I Dream of Danger
She’d skimped on food and heat to repair those busted pipes, and now there was a crazed butterfly on her ceiling.
She smiled.
Still smiling, she closed her eyes so she could concentrate better as she took stock of herself.
Wow. She and Nick had made love until past midnight. She’d gone from zero to hero—from no sex to more sex than any woman could possibly handle.
She stretched and felt aches and pains, particularly between her thighs and the muscles of her core. But elsewhere, too. Her mouth felt slightly swollen from his kisses, her breasts still seemed to feel his mouth. The insides of her thighs were stretched from being held open for so long and slightly abraded from his hairy thighs moving between hers.
She felt imprinted with Nick. She could smell him on her, feel him on her. If her body had been a crime scene, they’d find his DNA all over her. Luckily, her body wasn’t the scene of a crime but of unimaginable pleasure.

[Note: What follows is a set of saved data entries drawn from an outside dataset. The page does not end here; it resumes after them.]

//! Bounded, fixed-interval polling of the registry until a package is indexed.
//!
//! The session is a small state machine driven one probe at a time:
//!
//! | State          | Probe outcome              | Next state       |
//! |----------------|----------------------------|------------------|
//! | `Attempting(n)`| `Indexed`                  | `Succeeded`      |
//! | `Attempting(n)`| `NotIndexed`, n < max      | `Attempting(n+1)` after the delay |
//! | `Attempting(n)`| `NotIndexed`, n = max      | `ExhaustedFailure` |
//! | `Attempting(n)`| `TransportError`           | `FatalError`     |
//!
//! A cancelled delay moves the session to `Cancelled`. Every terminal state
//! except `Succeeded` is reported once through [`Reporter::set_failed`].

use std::time::Duration;

use tokio_util::sync::CancellationToken;
use tracing::debug;

use nupoll_core::error::NupollError;
use nupoll_core::types::{
    PollConfig, PollResult, PollState, ProbeOutcome, ProbeRequest, DEFAULT_REGISTRY_URL,
};
use crate::probe::Probe;
use crate::report::{PollEvent, Reporter};

/// Drives repeated probes for one package/version pair
pub struct Poller<'a> {
    probe: &'a dyn Probe,
    reporter: &'a dyn Reporter,
    registry_url: String,
    cancel: CancellationToken,
}

impl<'a> Poller<'a> {
    /// Create a poller against the default registry
    pub fn new(probe: &'a dyn Probe, reporter: &'a dyn Reporter) -> Self {
        Self {
            probe,
            reporter,
            registry_url: DEFAULT_REGISTRY_URL.to_string(),
            cancel: CancellationToken::new(),
        }
    }

    /// Query a different registry base URL
    pub fn with_registry_url(mut self, registry_url: impl Into<String>) -> Self {
        self.registry_url = registry_url.into();
        self
    }

    /// Allow the delay between attempts to be interrupted.
    ///
    /// The token is only observed while waiting; an in-flight probe always
    /// completes.
    pub fn with_cancellation(mut self, cancel: CancellationToken) -> Self {
        self.cancel = cancel;
        self
    }

    /// Run one poll session to a terminal state
    pub async fn poll(&self, request: &ProbeRequest, config: &PollConfig) -> PollResult {
        let url = request.url(&self.registry_url);
        let mut state = PollState::Attempting(1);
        let mut attempts_made = 0;

        while let PollState::Attempting(attempt) = state {
            attempts_made = attempt;
            state = self.attempt(attempt, &url, request, config).await;
        }

        if let Some(failure) = self.failure(&state, request, attempts_made) {
            self.reporter.set_failed(&failure);
        }

        PollResult {
            succeeded: state == PollState::Succeeded,
            attempts_made,
        }
    }

    /// Probe once and compute the next state
    async fn attempt(
        &self,
        attempt: u32,
        url: &str,
        request: &ProbeRequest,
        config: &PollConfig,
    ) -> PollState {
        let max_attempts = config.max_attempts();
        self.reporter.progress(&PollEvent::Probing { attempt, max_attempts });
        debug!("Probing {} (attempt {} of {})", url, attempt, max_attempts);

        match self.probe.probe(url).await {
            ProbeOutcome::Indexed => {
                debug!(
                    "Package {} version {} is indexed on {}.",
                    request.package_name(),
                    request.package_version(),
                    self.registry_host()
                );
                self.reporter.progress(&PollEvent::Indexed { attempt });
                PollState::Succeeded
            }
            ProbeOutcome::NotIndexed if attempt < max_attempts => {
                let delay = config.delay();
                debug!(
                    "Attempt {} of {}: Package not indexed yet. Retrying in {} seconds...",
                    attempt,
                    max_attempts,
                    delay.as_secs_f64()
                );
                self.reporter.progress(&PollEvent::Waiting {
                    attempt,
                    max_attempts,
                    delay,
                });

                if self.wait(delay).await {
                    PollState::Attempting(attempt + 1)
                } else {
                    PollState::Cancelled
                }
            }
            ProbeOutcome::NotIndexed => PollState::ExhaustedFailure,
            ProbeOutcome::TransportError(failure) => PollState::FatalError(failure),
        }
    }

    /// Wait out the inter-attempt delay. Returns `false` if cancelled.
    async fn wait(&self, delay: Duration) -> bool {
        if delay.is_zero() {
            tokio::task::yield_now().await;
            return !self.cancel.is_cancelled();
        }

        tokio::select! {
            biased;
            _ = self.cancel.cancelled() => false,
            _ = tokio::time::sleep(delay) => true,
        }
    }

    /// The failure to signal for a terminal state, if any
    fn failure(
        &self,
        state: &PollState,
        request: &ProbeRequest,
        attempts_made: u32,
    ) -> Option<NupollError> {
        let failure = match state {
            PollState::Attempting(_) | PollState::Succeeded => return None,
            PollState::ExhaustedFailure => NupollError::NotIndexed {
                package: request.package_name().to_string(),
                version: request.package_version().to_string(),
                attempts: attempts_made,
            },
            PollState::FatalError(failure) => NupollError::Transport(failure.clone()),
            PollState::Cancelled => NupollError::Cancelled {
                package: request.package_name().to_string(),
                version: request.package_version().to_string(),
                attempts: attempts_made,
            },
        };

        debug!("Poll session ended in {:?}: {}", state, failure);
        Some(failure)
    }

    fn registry_host(&self) -> String {
        reqwest::Url::parse(&self.registry_url)
            .ok()
            .and_then(|url| url.host_str().map(str::to_string))
            .unwrap_or_else(|| self.registry_url.clone())
    }
}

Last night had been a sort of reboot. From an existence of gritted teeth and iron duty, she’d shifted over into a life of hedonism, of pure pleasure. Food had tasted wonderful instead of like glue, the wine had been like some libation of the gods instead of something sour and acidy she couldn’t drink.
She’d slept. Really slept. Like normal people did, going deep under, then rising refreshed to a normal day.
Oh God. Normal.
Nick had flipped a switch and her life became normal. Not something to be endured but something to be savored. There were things to look forward to. Breakfast for one. She couldn’t remember the last time she hadn’t woken up with her stomach in a knot.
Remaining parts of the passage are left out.